- WORK REQUEST
Every line with "attached" in it must be copied from the data.
= = = = =
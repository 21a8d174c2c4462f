//! Event repository implementation
//!
//! Reads go through the `live_events` view, writes lock the row with the
//! `is_deleted` predicate in [`lock_live`]; tombstoned events are never
//! visible to callers.

use sqlx::{PgConnection, PgPool};
use chrono::{DateTime, Utc};
use uuid::Uuid;
use crate::models::event::{Event, EventFilter, EventStatus, CreateEventRequest, UpdateEventRequest};
use crate::models::member::{MemberRole, MemberStatus};
use crate::models::tag::{EventTagRow, Tag};
use crate::models::pagination::PageRequest;
use crate::utils::errors::TripBuddyError;

const EVENT_COLUMNS: &str = "id, creator_id, title, description, event_type, location_name, latitude, longitude, \
     start_at, end_at, max_participants, budget_min, budget_max, status, cover_image_url, photo_urls, \
     created_at, updated_at";

#[derive(Clone, Debug)]
pub struct EventRepository {
    pool: PgPool,
}

impl EventRepository {
    pub fn new(pool: PgPool) -> Self {
        Self { pool }
    }

    /// Create an event with its creator membership, tags and chat room in one transaction
    pub async fn create(&self, creator_id: Uuid, request: CreateEventRequest, tag_ids: &[i64]) -> Result<Event, TripBuddyError> {
        let now = Utc::now();
        let mut tx = self.pool.begin().await?;

        let event = sqlx::query_as::<_, Event>(&format!(
            r#"
            INSERT INTO events (id, creator_id, title, description, event_type, location_name, latitude, longitude,
                                start_at, end_at, max_participants, budget_min, budget_max, status,
                                cover_image_url, photo_urls, created_at, updated_at)
            VALUES ($1, $2, $3, $4, $5, $6, $7, $8, $9, $10, $11, $12, $13, $14, $15, $16, $17, $17)
            RETURNING {EVENT_COLUMNS}
            "#
        ))
        .bind(Uuid::new_v4())
        .bind(creator_id)
        .bind(request.title)
        .bind(request.description)
        .bind(request.event_type)
        .bind(request.location_name)
        .bind(request.latitude)
        .bind(request.longitude)
        .bind(request.start_at)
        .bind(request.end_at)
        .bind(request.max_participants)
        .bind(request.budget_min)
        .bind(request.budget_max)
        .bind(request.status.unwrap_or(EventStatus::Published))
        .bind(request.cover_image_url)
        .bind(request.photo_urls)
        .bind(now)
        .fetch_one(&mut *tx)
        .await?;

        sqlx::query(
            r#"
            INSERT INTO event_members (event_id, user_id, role, status, joined_at, confirmed_at)
            VALUES ($1, $2, $3, $4, $5, $5)
            "#
        )
        .bind(event.id)
        .bind(creator_id)
        .bind(MemberRole::Creator)
        .bind(MemberStatus::Confirmed)
        .bind(now)
        .execute(&mut *tx)
        .await?;

        replace_tags(&mut tx, event.id, tag_ids).await?;

        sqlx::query("INSERT INTO chat_rooms (event_id, created_at) VALUES ($1, $2)")
            .bind(event.id)
            .bind(now)
            .execute(&mut *tx)
            .await?;

        tx.commit().await?;
        Ok(event)
    }

    /// Find a live (not deleted) event by ID
    pub async fn find_live(&self, id: Uuid) -> Result<Option<Event>, TripBuddyError> {
        let event = sqlx::query_as::<_, Event>(&format!(
            "SELECT {EVENT_COLUMNS} FROM live_events WHERE id = $1"
        ))
        .bind(id)
        .fetch_optional(&self.pool)
        .await?;

        Ok(event)
    }

    /// Apply a partial update; status moves and capacity are checked under the row lock
    pub async fn update(&self, id: Uuid, request: UpdateEventRequest, tag_ids: Option<Vec<i64>>) -> Result<Event, TripBuddyError> {
        let mut tx = self.pool.begin().await?;

        let current = lock_live(&mut tx, id)
            .await?
            .ok_or(TripBuddyError::EventNotFound { event_id: id })?;

        if let Some(next) = request.status {
            if !current.status.can_update_to(next) {
                return Err(TripBuddyError::InvalidStateTransition {
                    from: current.status.to_string(),
                    to: next.to_string(),
                });
            }
        }

        if let Some(capacity) = request.max_participants {
            let confirmed = count_confirmed(&mut tx, id).await?;
            if i64::from(capacity) < confirmed {
                return Err(TripBuddyError::CapacityBelowConfirmed { event_id: id, capacity, confirmed });
            }
        }

        let event = sqlx::query_as::<_, Event>(&format!(
            r#"
            UPDATE events
            SET title = COALESCE($2, title),
                description = COALESCE($3, description),
                event_type = COALESCE($4, event_type),
                location_name = COALESCE($5, location_name),
                latitude = COALESCE($6, latitude),
                longitude = COALESCE($7, longitude),
                start_at = COALESCE($8, start_at),
                end_at = COALESCE($9, end_at),
                max_participants = COALESCE($10, max_participants),
                budget_min = COALESCE($11, budget_min),
                budget_max = COALESCE($12, budget_max),
                status = COALESCE($13, status),
                cover_image_url = COALESCE($14, cover_image_url),
                updated_at = $15
            WHERE id = $1
            RETURNING {EVENT_COLUMNS}
            "#
        ))
        .bind(id)
        .bind(request.title)
        .bind(request.description)
        .bind(request.event_type)
        .bind(request.location_name)
        .bind(request.latitude)
        .bind(request.longitude)
        .bind(request.start_at)
        .bind(request.end_at)
        .bind(request.max_participants)
        .bind(request.budget_min)
        .bind(request.budget_max)
        .bind(request.status)
        .bind(request.cover_image_url)
        .bind(Utc::now())
        .fetch_one(&mut *tx)
        .await?;

        if let Some(tag_ids) = tag_ids {
            replace_tags(&mut tx, id, &tag_ids).await?;
        }

        tx.commit().await?;
        Ok(event)
    }

    /// Tombstone an event. Returns false when it was already gone.
    pub async fn soft_delete(&self, id: Uuid) -> Result<bool, TripBuddyError> {
        let now = Utc::now();
        let result = sqlx::query(
            "UPDATE events SET is_deleted = TRUE, deleted_at = $2, updated_at = $2 WHERE id = $1 AND NOT is_deleted"
        )
        .bind(id)
        .bind(now)
        .execute(&self.pool)
        .await?;

        Ok(result.rows_affected() > 0)
    }

    /// Move a published event to its terminal `completed` status
    pub async fn complete(&self, id: Uuid) -> Result<Event, TripBuddyError> {
        let mut tx = self.pool.begin().await?;

        let current = lock_live(&mut tx, id)
            .await?
            .ok_or(TripBuddyError::EventNotFound { event_id: id })?;

        if !current.status.can_complete() {
            return Err(TripBuddyError::InvalidStateTransition {
                from: current.status.to_string(),
                to: EventStatus::Completed.to_string(),
            });
        }

        let event = sqlx::query_as::<_, Event>(&format!(
            "UPDATE events SET status = $2, updated_at = $3 WHERE id = $1 RETURNING {EVENT_COLUMNS}"
        ))
        .bind(id)
        .bind(EventStatus::Completed)
        .bind(Utc::now())
        .fetch_one(&mut *tx)
        .await?;

        tx.commit().await?;
        Ok(event)
    }

    /// List published events, newest first
    pub async fn list_published(&self, filter: &EventFilter, page: PageRequest) -> Result<(Vec<Event>, i64), TripBuddyError> {
        let events = sqlx::query_as::<_, Event>(&format!(
            r#"
            SELECT {EVENT_COLUMNS} FROM live_events
            WHERE status = 'published' AND ($1::TEXT IS NULL OR event_type = $1)
            ORDER BY COALESCE(start_at, created_at) DESC, created_at DESC, id ASC
            LIMIT $2 OFFSET $3
            "#
        ))
        .bind(filter.event_type)
        .bind(i64::from(page.limit))
        .bind(page.offset())
        .fetch_all(&self.pool)
        .await?;

        let total: (i64,) = sqlx::query_as(
            "SELECT COUNT(*) FROM live_events WHERE status = 'published' AND ($1::TEXT IS NULL OR event_type = $1)"
        )
        .bind(filter.event_type)
        .fetch_one(&self.pool)
        .await?;

        Ok((events, total.0))
    }

    /// Get events created by user
    pub async fn list_by_creator(&self, creator_id: Uuid, page: PageRequest) -> Result<(Vec<Event>, i64), TripBuddyError> {
        let events = sqlx::query_as::<_, Event>(&format!(
            r#"
            SELECT {EVENT_COLUMNS} FROM live_events
            WHERE creator_id = $1
            ORDER BY created_at DESC, id ASC
            LIMIT $2 OFFSET $3
            "#
        ))
        .bind(creator_id)
        .bind(i64::from(page.limit))
        .bind(page.offset())
        .fetch_all(&self.pool)
        .await?;

        let total: (i64,) = sqlx::query_as("SELECT COUNT(*) FROM live_events WHERE creator_id = $1")
            .bind(creator_id)
            .fetch_one(&self.pool)
            .await?;

        Ok((events, total.0))
    }

    /// Published, not yet over events the user has neither swiped nor actively joined
    pub async fn suggestion_candidates(&self, user_id: Uuid, now: DateTime<Utc>, exclude_own: bool) -> Result<Vec<Event>, TripBuddyError> {
        let events = sqlx::query_as::<_, Event>(&format!(
            r#"
            SELECT {EVENT_COLUMNS} FROM live_events e
            WHERE e.status = 'published'
              AND COALESCE(e.end_at, e.start_at, 'infinity'::TIMESTAMPTZ) >= $2
              AND NOT EXISTS (
                  SELECT 1 FROM event_swipes s WHERE s.event_id = e.id AND s.user_id = $1
              )
              AND NOT EXISTS (
                  SELECT 1 FROM event_members m
                  WHERE m.event_id = e.id AND m.user_id = $1 AND m.status <> 'left'
              )
              AND (NOT $3 OR e.creator_id <> $1)
            "#
        ))
        .bind(user_id)
        .bind(now)
        .bind(exclude_own)
        .fetch_all(&self.pool)
        .await?;

        Ok(events)
    }

    /// Active tags attached to the given events
    pub async fn tags_for_events(&self, event_ids: &[Uuid]) -> Result<Vec<EventTagRow>, TripBuddyError> {
        let rows = sqlx::query_as::<_, EventTagRow>(
            r#"
            SELECT et.event_id, t.id, t.kind, t.code, t.name, t.icon, t.sort_order, t.is_active, t.created_at
            FROM event_tags et
            INNER JOIN tags t ON t.id = et.tag_id
            WHERE et.event_id = ANY($1) AND t.is_active
            ORDER BY et.event_id, t.kind, t.sort_order, t.id
            "#
        )
        .bind(event_ids)
        .fetch_all(&self.pool)
        .await?;

        Ok(rows)
    }

    /// Every tag attached to an event, inactive ones included
    pub async fn stored_tags(&self, event_id: Uuid) -> Result<Vec<Tag>, TripBuddyError> {
        let tags = sqlx::query_as::<_, Tag>(
            r#"
            SELECT t.id, t.kind, t.code, t.name, t.icon, t.sort_order, t.is_active, t.created_at
            FROM event_tags et
            INNER JOIN tags t ON t.id = et.tag_id
            WHERE et.event_id = $1
            ORDER BY t.kind, t.sort_order, t.id
            "#
        )
        .bind(event_id)
        .fetch_all(&self.pool)
        .await?;

        Ok(tags)
    }

    /// Count confirmed members of an event
    pub async fn confirmed_count(&self, event_id: Uuid) -> Result<i64, TripBuddyError> {
        let mut conn = self.pool.acquire().await?;
        count_confirmed(&mut conn, event_id).await
    }

    pub async fn set_cover_image(&self, id: Uuid, url: &str) -> Result<Option<Event>, TripBuddyError> {
        let event = sqlx::query_as::<_, Event>(&format!(
            "UPDATE events SET cover_image_url = $2, updated_at = $3 WHERE id = $1 AND NOT is_deleted RETURNING {EVENT_COLUMNS}"
        ))
        .bind(id)
        .bind(url)
        .bind(Utc::now())
        .fetch_optional(&self.pool)
        .await?;

        Ok(event)
    }

    /// Append to the gallery unless it already holds `max_photos` entries
    pub async fn append_photo(&self, id: Uuid, url: &str, max_photos: usize) -> Result<Option<Event>, TripBuddyError> {
        let event = sqlx::query_as::<_, Event>(&format!(
            r#"
            UPDATE events
            SET photo_urls = array_append(photo_urls, $2), updated_at = $4
            WHERE id = $1 AND NOT is_deleted AND cardinality(photo_urls) < $3
            RETURNING {EVENT_COLUMNS}
            "#
        ))
        .bind(id)
        .bind(url)
        .bind(max_photos as i32)
        .bind(Utc::now())
        .fetch_optional(&self.pool)
        .await?;

        Ok(event)
    }

    pub async fn remove_photo(&self, id: Uuid, url: &str) -> Result<Option<Event>, TripBuddyError> {
        let event = sqlx::query_as::<_, Event>(&format!(
            r#"
            UPDATE events
            SET photo_urls = array_remove(photo_urls, $2), updated_at = $3
            WHERE id = $1 AND NOT is_deleted
            RETURNING {EVENT_COLUMNS}
            "#
        ))
        .bind(id)
        .bind(url)
        .bind(Utc::now())
        .fetch_optional(&self.pool)
        .await?;

        Ok(event)
    }
}

/// Lock a live event row for the rest of the transaction
pub(crate) async fn lock_live(conn: &mut PgConnection, id: Uuid) -> Result<Option<Event>, TripBuddyError> {
    let event = sqlx::query_as::<_, Event>(&format!(
        "SELECT {EVENT_COLUMNS} FROM events WHERE id = $1 AND NOT is_deleted FOR UPDATE"
    ))
    .bind(id)
    .fetch_optional(&mut *conn)
    .await?;

    Ok(event)
}

pub(crate) async fn count_confirmed(conn: &mut PgConnection, event_id: Uuid) -> Result<i64, TripBuddyError> {
    let count: (i64,) = sqlx::query_as(
        "SELECT COUNT(*) FROM event_members WHERE event_id = $1 AND status = 'confirmed'"
    )
    .bind(event_id)
    .fetch_one(&mut *conn)
    .await?;

    Ok(count.0)
}

async fn replace_tags(conn: &mut PgConnection, event_id: Uuid, tag_ids: &[i64]) -> Result<(), TripBuddyError> {
    sqlx::query("DELETE FROM event_tags WHERE event_id = $1")
        .bind(event_id)
        .execute(&mut *conn)
        .await?;

    if !tag_ids.is_empty() {
        sqlx::query(
            "INSERT INTO event_tags (event_id, tag_id) SELECT $1, UNNEST($2::BIGINT[]) ON CONFLICT DO NOTHING"
        )
        .bind(event_id)
        .bind(tag_ids)
        .execute(&mut *conn)
        .await?;
    }

    Ok(())
}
= = = = =
- OUTPUT BELOW
    /// Active tags attached to the given events
    /// Every tag attached to an event, inactive ones included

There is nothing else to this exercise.